Although much has been written about the ethics of new methods of health care financing, little is known about the extent to which physicians experience these cost-control arrangements as ethical problems.
A cross-sectional telephone survey of 1549 physicians, 8 to 17 years after residency, randomly selected from 75 US metropolitan service areas (response rate, 74.0%).
Only 17.0% believed that financial incentives to limit services are ethically acceptable. Although 52.9% thought that physicians should try to abide by guidelines discouraging the use of interventions with possible but unproven benefit, only 14.5% thought such guidelines should be enforced by payers. Only 5.7% thought that it was morally acceptable for payers to discourage physicians from telling patients about their personal financial incentives, and only 9.1% found compliance with such restrictions morally acceptable.
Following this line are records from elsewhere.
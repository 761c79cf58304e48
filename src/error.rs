//! Error types for the classification engine
//!
//! Only failures the engine cannot recover from locally are typed errors.
//! Unmeasurable indices, unconverged profile fits and uncoverable
//! correlation windows are all handled in-band with sentinel values.

use snafu::Snafu;
use std::path::PathBuf;

/// Failure to construct the template index library. Always fatal: the
/// engine cannot classify anything without its matching data.
#[derive(Debug, Snafu)]
#[snafu(visibility(pub(crate)))]
pub enum LibraryError {
    /// Index table file could not be read
    #[snafu(display("unable to read index table {}: {source}", path.display()))]
    Read {
        path: PathBuf,
        source: std::io::Error,
    },

    /// Index table file is not valid JSON
    #[snafu(display("index table {} is malformed: {source}", path.display()))]
    Parse {
        path: PathBuf,
        source: serde_json::Error,
    },

    /// A template row carries the wrong number of line indices
    #[snafu(display(
        "template {template} carries {got} line indices, expected {expected}"
    ))]
    IndexArity {
        template: usize,
        got: usize,
        expected: usize,
    },

    /// A composite template points past the end of the SB2 name list
    #[snafu(display("template {template} references missing SB2 name {name_index}"))]
    Sb2Name { template: usize, name_index: usize },
}

/// Failure to load a template flux file for cross-correlation.
#[derive(Debug, Snafu)]
#[snafu(visibility(pub(crate)))]
pub enum TemplateError {
    /// Template flux file could not be opened
    #[snafu(display("unable to open template {}: {source}", path.display()))]
    Open {
        path: PathBuf,
        source: std::io::Error,
    },

    /// Template flux file could not be parsed
    #[snafu(display("unable to parse template {}: {source}", path.display()))]
    Malformed {
        path: PathBuf,
        source: csv::Error,
    },

    /// Template flux file contained no usable rows
    #[snafu(display("template {} has no usable samples", path.display()))]
    Empty { path: PathBuf },
}

/// Per-spectrum rejection reason produced by the pipeline. These are data
/// for the orchestrator's reject report, not faults.
#[derive(Debug, Snafu)]
#[snafu(visibility(pub(crate)))]
pub enum ProcessError {
    /// Spectrum failed the signal-to-noise cut
    #[snafu(display("signal to noise {sn:.1} below cut {cut:.1}"))]
    LowSignalToNoise { sn: f64, cut: f64 },

    /// The radial velocity template could not be loaded
    #[snafu(display("radial velocity template unavailable: {source}"))]
    RvTemplate { source: TemplateError },
}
Changes in the health care system in the past 5 years were believed to have had a negative impact on their own patients' trust in them by 50.6%, and 80.8% believed that changes in the health care system in the past decade have diminished physicians' commitment to an ethic of undivided loyalty to patients. In multiple regression analysis, physicians who reported that the overall personal financial incentives in their practices encouraged them to reduce services were significantly more likely to have ethical objections to such incentives, to believe their own patients' trust in them had diminished, and to believe that the ethic of undivided loyalty to patients had diminished.
Many of the methods now commonly used to influence medical decision making are considered ethically objectionable by most midcareer physicians. Whether their ethical disquiet about these arrangements is justified cannot be answered from these data.